Updated: May 11, 2021
Today in 1610 the Italian Astronomer Galileo made his first observation of the four largest satellites of Jupiter,
which are now named Ganymede, Callisto, Io and Europa. He also was the first to observe and record the phases of Venus, Saturn's rings, and the first to make an analysis of sunspots. Today’s observation of the moons of Jupiter caused a revolution in astronomy as it proved that not everything revolved around the earth. This had huge consequences on how we understood our place in the universe and faced resistance from within the Scientific Community and the powerful Church.... today's pod looks into the story in some detail
Galileo is popularly known as the Italian astronomer who was unjustly punished by the Pope, but the reality is much more complex that this.
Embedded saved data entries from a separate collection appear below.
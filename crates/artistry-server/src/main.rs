use axum::http::HeaderValue;
use sea_orm_migration::MigratorTrait;
use std::net::SocketAddr;
use std::sync::Arc;
use tower_http::cors::{AllowOrigin, CorsLayer};
use tracing_subscriber::layer::SubscriberExt;
use tracing_subscriber::util::SubscriberInitExt;

use artistry_db::AppState;
use artistry_server::build_router;

#[tokio::main]
async fn main() {
    dotenvy::dotenv().ok();

    tracing_subscriber::registry()
        .with(tracing_subscriber::fmt::layer())
        .with(tracing_subscriber::EnvFilter::from_default_env())
        .init();

    // Database connection
    let db_config = artistry_db::DatabaseConfig::from_env();
    tracing::info!("connecting to database...");
    let db = artistry_db::connect(&db_config)
        .await
        .expect("failed to connect to database");

    // Run migrations
    tracing::info!("running database migrations...");
    artistry_migration::Migrator::up(&db, None)
        .await
        .expect("failed to run migrations");
    tracing::info!("migrations complete");

    let jwt_secret = std::env::var("JWT_SECRET")
        .unwrap_or_else(|_| "dev-secret-change-me-in-production".to_string());

    // SECURITY: warn if JWT secret is the default fallback
    if jwt_secret == "dev-secret-change-me-in-production" {
        tracing::error!(
            "JWT_SECRET is set to a known default value! \
             Set JWT_SECRET to a strong random string (≥32 chars) in production."
        );
        if std::env::var("ARTISTRY_ENV").unwrap_or_default() == "production" {
            panic!("Refusing to start: JWT_SECRET must be set to a secure value in production.");
        }
    }

    let state = Arc::new(AppState { db, jwt_secret });

    // CORS configuration — restrict to configured origins
    let cors = {
        let allowed_origins_str = std::env::var("CORS_ORIGINS").unwrap_or_default();
        if allowed_origins_str.is_empty() {
            tracing::warn!(
                "CORS_ORIGINS not set — defaulting to localhost only. \
                 Set CORS_ORIGINS=http://localhost:3000 for dev."
            );
            CorsLayer::new()
                .allow_origin(AllowOrigin::exact(HeaderValue::from_static(
                    "http://localhost:3000",
                )))
                .allow_methods([
                    axum::http::Method::GET,
                    axum::http::Method::POST,
                    axum::http::Method::PUT,
                    axum::http::Method::DELETE,
                    axum::http::Method::OPTIONS,
                ])
                .allow_headers(tower_http::cors::Any)
        } else {
            let origins: Vec<HeaderValue> = allowed_origins_str
                .split(',')
                .filter_map(|s| HeaderValue::from_str(s.trim()).ok())
                .collect();
            tracing::info!("CORS allowed origins: {:?}", origins);
            CorsLayer::new()
                .allow_origin(origins)
                .allow_methods([
                    axum::http::Method::GET,
                    axum::http::Method::POST,
                    axum::http::Method::PUT,
                    axum::http::Method::DELETE,
                    axum::http::Method::OPTIONS,
                ])
                .allow_headers(tower_http::cors::Any)
        }
    };

    let app = build_router(state).layer(cors);

    let addr = SocketAddr::from(([0, 0, 0, 0], 8080));
    tracing::info!(%addr, "server started");

    axum::serve(
        tokio::net::TcpListener::bind(addr).await.unwrap(),
        app.into_make_service_with_connect_info::<SocketAddr>(),
    )
    .await
    .unwrap();
}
Born in Pisa, it is probably more accurate to describe Galileo as a polymath, a physicist and an engineer as well as an astronomer. He invented the thermoscope and various military compasses. He was also a committed Roman Catholic, who seriously considered the priesthood as a young man, and two of his daughters became nuns. His fortunes rose and fell as support and opposition ebbed and flowed from inside the church.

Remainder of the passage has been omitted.